(Stored data entries)
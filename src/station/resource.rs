use crate::discrete_system::address::Address;
use serde::{Deserialize, Serialize};
use std::collections::{BTreeMap, BTreeSet};
use std::fmt;

/// Lower value is more urgent.
#[derive(Debug, Clone, Copy, PartialEq, Eq, PartialOrd, Ord, Hash, Serialize, Deserialize)]
pub struct Priority(pub i8);

impl Priority {
    /// A breaking pump, ahead of any customer.
    pub const BREAKDOWN: Priority = Priority(-1);
    pub const FOOD_PICKUP: Priority = Priority(0);
    pub const NORMAL: Priority = Priority(1);
}

/// Identifies one request on one resource, from queueing until release.
#[derive(Debug, Clone, Copy, PartialEq, Eq, PartialOrd, Ord, Hash, Serialize, Deserialize)]
pub struct Token(u64);

impl fmt::Display for Token {
    fn fmt(&self, f: &mut fmt::Formatter) -> fmt::Result {
        write!(f, "#{}", self.0)
    }
}

#[derive(Debug, Clone, Copy, PartialEq, Eq, Serialize, Deserialize)]
pub enum Policy {
    /// First come, first served. Only `Priority::NORMAL` is accepted.
    Fifo,
    /// Waiters ordered by priority, then by arrival.
    Priority,
    /// Like `Priority`, and a more urgent request evicts the least urgent
    /// holder when no slot is free.
    Preemptive,
}

#[derive(Debug, Clone, Copy, PartialEq, Eq)]
pub struct Eviction {
    pub token: Token,
    pub owner: Address,
}

#[derive(Debug, Clone, Copy, PartialEq, Eq)]
pub struct Grant {
    pub token: Token,
    pub owner: Address,
}

#[derive(Debug, Clone, Copy, PartialEq, Eq)]
pub enum Acquisition {
    Granted(Token),
    Queued(Token),
    /// Granted by taking the slot of `Eviction`, whose owner has to be told.
    Evicted(Token, Eviction),
}

impl Acquisition {
    pub fn token(&self) -> Token {
        match *self {
            Acquisition::Granted(token) | Acquisition::Queued(token) | Acquisition::Evicted(token, _) => token,
        }
    }

    pub fn is_granted(&self) -> bool {
        match self {
            Acquisition::Queued(_) => false,
            _ => true,
        }
    }
}

#[derive(Debug, Clone)]
struct Holder {
    token: Token,
    owner: Address,
    priority: Priority,
}

/// Counting resource with a fixed capacity.
///
/// Holders are kept in grant order, waiters in `(priority, token)` order,
/// tokens being handed out increasingly.
#[derive(Debug)]
pub struct Resource {
    name: String,
    capacity: usize,
    policy: Policy,
    users: Vec<Holder>,
    queue: BTreeMap<(Priority, Token), Address>,
    evicted: BTreeSet<Token>,
    next_token: u64,
}

impl Resource {
    pub fn new(name: &str, capacity: usize, policy: Policy) -> Resource {
        Resource {
            name: name.to_string(),
            capacity,
            policy,
            users: Vec::with_capacity(capacity),
            queue: BTreeMap::new(),
            evicted: BTreeSet::new(),
            next_token: 0,
        }
    }

    pub fn capacity(&self) -> usize {
        self.capacity
    }

    /// Number of current holders.
    pub fn count(&self) -> usize {
        self.users.len()
    }

    pub fn queue_len(&self) -> usize {
        self.queue.len()
    }

    #[cfg(test)]
    pub fn holds(&self, token: Token) -> bool {
        self.users.iter().any(|holder| holder.token == token)
    }

    fn check_priority(&self, priority: Priority) {
        let accepted = match self.policy {
            Policy::Fifo => priority == Priority::NORMAL,
            Policy::Priority => priority >= Priority::FOOD_PICKUP && priority <= Priority::NORMAL,
            Policy::Preemptive => priority >= Priority::BREAKDOWN && priority <= Priority::NORMAL,
        };

        assert!(
            accepted,
            "{:?} is not a valid priority for the {:?} resource \"{}\"",
            priority, self.policy, self.name
        );
    }

    /// The holder a request of `priority` may evict: the least urgent one,
    /// the earliest granted among equals, and only if strictly less urgent.
    fn victim(&self, priority: Priority) -> Option<usize> {
        let mut victim: Option<usize> = None;

        for (index, holder) in self.users.iter().enumerate() {
            match victim {
                Some(current) if self.users[current].priority >= holder.priority => {}
                _ => victim = Some(index),
            }
        }

        victim.filter(|&index| self.users[index].priority > priority)
    }

    pub fn acquire(&mut self, owner: Address, priority: Priority) -> Acquisition {
        self.check_priority(priority);

        let token = Token(self.next_token);
        self.next_token += 1;

        if self.users.len() < self.capacity {
            self.users.push(Holder { token, owner, priority });

            return Acquisition::Granted(token);
        }

        if self.policy == Policy::Preemptive {
            if let Some(index) = self.victim(priority) {
                let victim = self.users.remove(index);

                self.evicted.insert(victim.token);
                self.users.push(Holder { token, owner, priority });

                return Acquisition::Evicted(
                    token,
                    Eviction {
                        token: victim.token,
                        owner: victim.owner,
                    },
                );
            }
        }

        self.queue.insert((priority, token), owner);

        Acquisition::Queued(token)
    }

    /// Returns the slot held by `token`, granting it to the first waiter if
    /// there is one. Releasing an evicted token only acknowledges the
    /// eviction, its slot is already gone.
    pub fn release(&mut self, token: Token) -> Option<Grant> {
        if let Some(index) = self.users.iter().position(|holder| holder.token == token) {
            self.users.remove(index);

            return self.grant_next();
        }

        if self.evicted.remove(&token) {
            return None;
        }

        panic!("{} was released on \"{}\" but is not held", token, self.name);
    }

    fn grant_next(&mut self) -> Option<Grant> {
        if self.users.len() >= self.capacity {
            return None;
        }

        let key = *self.queue.keys().next()?;
        let owner = self.queue.remove(&key)?;
        let (priority, token) = key;

        self.users.push(Holder { token, owner, priority });

        Some(Grant { token, owner })
    }
}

▶ **THE PROBLEM**
Find the number of lines in the data above that contain "Preemptive". Please give that number alone.

▶ **EXERCISE RESULT**
3